La sociedad de Internet y las redes ¿la aldea global? no tolera el silencio, también llamado “vacío de información”. Son precisamente las redes sociales que no cesan de multiplicarse, el pastizal de invenciones donde pastan, rumian y regurgitan los rebaños de la opinión pública. Y las leyendas que se traman con el instantáneo concurso de millones no son tan deleitables como las que antaño se demoraban en la imaginación andariega de los juglares. En Twitter o Facebook, por mencionar las más antiguas redes en la jungla cibernética, el acontecimiento es desmentido en segundos; luego se reconfirma y en el tiempo abolido de la instantaneidad conviven la noticia y su impugnación.

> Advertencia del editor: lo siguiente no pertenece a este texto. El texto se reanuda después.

//! Demo records matching the starter kitchen shown on first launch.

use crate::model::inventory::InventoryItem;
use crate::model::meal::{MealEntry, MealType, Weekday};
use crate::model::recipe::{Difficulty, Recipe};
use crate::model::record::RecordId;
use chrono::NaiveDate;

fn ymd(year: i32, month: u32, day: u32) -> NaiveDate {
    NaiveDate::from_ymd_opt(year, month, day).unwrap_or(NaiveDate::MIN)
}

fn item(
    id: &str,
    name: &str,
    category: &str,
    quantity: u32,
    expiry: NaiveDate,
    added: NaiveDate,
) -> InventoryItem {
    InventoryItem {
        id: RecordId::from(id),
        name: name.to_string(),
        category: category.to_string(),
        quantity,
        expiry_date: expiry,
        added_date: added,
    }
}

pub fn demo_inventory() -> Vec<InventoryItem> {
    vec![
        item("1", "Avocado", "Fruits", 3, ymd(2024, 2, 15), ymd(2024, 1, 20)),
        item("2", "Tomato", "Vegetables", 5, ymd(2024, 2, 10), ymd(2024, 1, 22)),
        item("3", "Eggs", "Dairy", 12, ymd(2024, 2, 5), ymd(2024, 1, 25)),
    ]
}

fn recipe(
    id: &str,
    title: &str,
    description: &str,
    cook_time: &str,
    difficulty: Difficulty,
    ingredients: &[&str],
    category: &str,
) -> Recipe {
    Recipe {
        id: RecordId::from(id),
        title: title.to_string(),
        description: description.to_string(),
        cook_time: cook_time.to_string(),
        difficulty,
        ingredients: ingredients.iter().map(|value| value.to_string()).collect(),
        category: category.to_string(),
    }
}

pub fn demo_recipes() -> Vec<Recipe> {
    vec![
        recipe(
            "1",
            "Avocado Toast",
            "Creamy avocado on crispy toast with a sprinkle of chili flakes.",
            "10 mins",
            Difficulty::Easy,
            &["Avocado", "Bread", "Lemon", "Chili Flakes", "Salt"],
            "Breakfast",
        ),
        recipe(
            "2",
            "Tomato Pasta",
            "Fresh tomato sauce with herbs over al dente pasta.",
            "25 mins",
            Difficulty::Medium,
            &["Pasta", "Tomatoes", "Garlic", "Basil", "Olive Oil"],
            "Lunch",
        ),
        recipe(
            "3",
            "Vegetable Stir Fry",
            "Quick and healthy stir fry with fresh seasonal vegetables.",
            "15 mins",
            Difficulty::Easy,
            &["Mixed Vegetables", "Soy Sauce", "Ginger", "Garlic", "Sesame Oil"],
            "Dinner",
        ),
    ]
}

pub fn demo_meal_plan() -> Vec<MealEntry> {
    vec![
        MealEntry {
            id: RecordId::from("1"),
            day: Weekday::Monday,
            meal_type: MealType::Dinner,
            recipe: "Tomato Pasta".to_string(),
            notes: "Use fresh tomatoes from inventory".to_string(),
        },
        MealEntry {
            id: RecordId::from("2"),
            day: Weekday::Tuesday,
            meal_type: MealType::Lunch,
            recipe: "Avocado Toast".to_string(),
            notes: "Add chili flakes for spice".to_string(),
        },
    ]
}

Solo los especialistas pueden discernir cierta aproximación a la realidad factual en medio de la ausencia del frágil equilibrio comunicacional o “falso balance”. El vendaval de información tal vez apunte hacia nuevas categorías sobre la comunicación de la verdad en un entorno que ya no parece explicar la teoría de la sociedad de masas. Es la Babel de los neologismos y los descubridores del agua tibia.

maxresdefault-la-torre-de-babelDe más está decir que el neologismo alude directamente a los centros de poder de los que emanan narrativas meramente emocionales con fines de dominio político y mercantil. La “posverdad” podría detectarse en el desplante verbal tan recurrido por Donald Trump o en la protolengua de Nicolás Maduro; ambos se zambullen sin miramientos en las procelosas aguas de las emociones extremas.

El escritor argentino Martín Caparros, maestro del periodismo latinoamericano, en una entrevista reciente aterrizó un poco el término momentáneamente tocado por la euforia mediática: “Me parece una palabra nueva para llamar lo más viejo del mundo: la mentira. La —falsa— historia de los hombres empieza con una mentira: cuando la serpiente engaña a Eva con la manzana, y Eva le cree (…) ¿Ahora vamos a descubrir que existe la mentira?”

Y, volvemos a los descubridores del agua tibia, siempre prestos al palimpsesto para tapar con neolenguas la verdad de la lengua secular y limitarse a simularla. El ciclo diabólico de la posverdad comienza cuando los señalados por la palabra “nueva” inmediatamente la capitalizan para seguir mintiendo.